Также и для общины требуется предостережение: склонность «прославлять саму себя, вместо того чтобы прославлять Бога, будет (неприметно, но тем не менее неуклонно) увеличиваться, а вера в ре­альность евхаристического события — уменьшаться. Чем выше созна­ние собственного недостоинства, тем выше достоинство литургии. А этим последним нельзя ни манипулировать, ни вызывать его искус­ственно: если христианская настроенность (большинства) общины и священника — подлинная, то и литургия совершается "достойно"»864.

Эта подлинность и достоинство предохраняют литургию, при всей бедности современного человека на средства выражения, от тривиального и банального. Чтобы обеспечить «деятельное участие» всех молящихся, — а большинство уже не понимает исторически сло­жившихся «высокопарных формул», — предпринимают редукцию литургических текстов и действий, но ни в коем случае нельзя заме­нять их текстами, пусть и отвечающими духу времени, но все же тривиальными и бессодержательными.
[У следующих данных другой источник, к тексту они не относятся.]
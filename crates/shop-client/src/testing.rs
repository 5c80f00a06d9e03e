//! Scripted transport for unit tests.

use async_trait::async_trait;
use serde_json::Value;
use shop_core::{ApiRequest, ApiResponse, ShopError, ShopResult, Transport};
use std::collections::{HashMap, VecDeque};
use std::sync::{Mutex, PoisonError};

/// Answers by path: queued one-shot outcomes first, then a standing outcome,
/// otherwise 404. Every request is logged.
#[derive(Default)]
pub(crate) struct ScriptedTransport {
    queued: Mutex<HashMap<String, VecDeque<ShopResult<ApiResponse>>>>,
    standing: Mutex<HashMap<String, ShopResult<ApiResponse>>>,
    log: Mutex<Vec<ApiRequest>>,
}

impl ScriptedTransport {
    pub(crate) fn new() -> Self {
        Self::default()
    }

    /// Next request to `path` gets `outcome`
    pub(crate) fn then(self, path: &str, outcome: ShopResult<ApiResponse>) -> Self {
        self.queued
            .lock()
            .unwrap_or_else(PoisonError::into_inner)
            .entry(path.to_string())
            .or_default()
            .push_back(outcome);
        self
    }

    /// Every request to `path` (once the queue is drained) gets `outcome`
    pub(crate) fn always(self, path: &str, outcome: ShopResult<ApiResponse>) -> Self {
        self.standing
            .lock()
            .unwrap_or_else(PoisonError::into_inner)
            .insert(path.to_string(), outcome);
        self
    }

    pub(crate) fn requests(&self) -> Vec<ApiRequest> {
        self.log.lock().unwrap_or_else(PoisonError::into_inner).clone()
    }

    pub(crate) fn count(&self, path: &str) -> usize {
        self.requests().iter().filter(|r| r.path == path).count()
    }
}

#[async_trait]
impl Transport for ScriptedTransport {
    async fn send(&self, request: &ApiRequest) -> ShopResult<ApiResponse> {
        // Suspend like a real network call so concurrent callers interleave
        tokio::task::yield_now().await;

        self.log
            .lock()
            .unwrap_or_else(PoisonError::into_inner)
            .push(request.clone());

        let queued = self
            .queued
            .lock()
            .unwrap_or_else(PoisonError::into_inner)
            .get_mut(&request.path)
            .and_then(VecDeque::pop_front);
        if let Some(outcome) = queued {
            return outcome;
        }

        self.standing
            .lock()
            .unwrap_or_else(PoisonError::into_inner)
            .get(&request.path)
            .cloned()
            .unwrap_or_else(|| Err(ShopError::from_status(404, Value::Null)))
    }
}

pub(crate) fn ok(body: Value) -> ShopResult<ApiResponse> {
    Ok(ApiResponse::ok(body))
}

pub(crate) fn unauthorized() -> ShopResult<ApiResponse> {
    Err(ShopError::from_status(
        401,
        serde_json::json!({"detail": "Given token not valid for any token type"}),
    ))
}

pub(crate) fn failure(status: u16) -> ShopResult<ApiResponse> {
    Err(ShopError::from_status(status, Value::Null))
}

pub(crate) fn unreachable() -> ShopResult<ApiResponse> {
    Err(ShopError::Network("connection refused".to_string()))
}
Заменять следует «по возмож­ности чем-то скромным, таким, что не будет соревноваться с досто­инством мирского великолепия, которое уже и в миру-то непонятно. "Блаженны нищие духом", если они признаются в своей нищете и не пытаются скрыть ее от себя. Если кто-то не в состоянии создать подлинные религиозные изображения для Церкви, то он и не должен говорить, будто пустая стена позволяет лучше сконцентрироваться духом. Если мы личностно измельчали, то нам не следует принижать тайну, содержащуюся в служении. Пусть мы во многом недостойны, но все же в исповедании Бога нам следует сохранять понимание Его величия, и где бы мы с ним ни встречались, надо чувствовать дистан­цию — в великие эпохи она и ощущалась острее — и вести себя по отношению к Богу должным образом»865.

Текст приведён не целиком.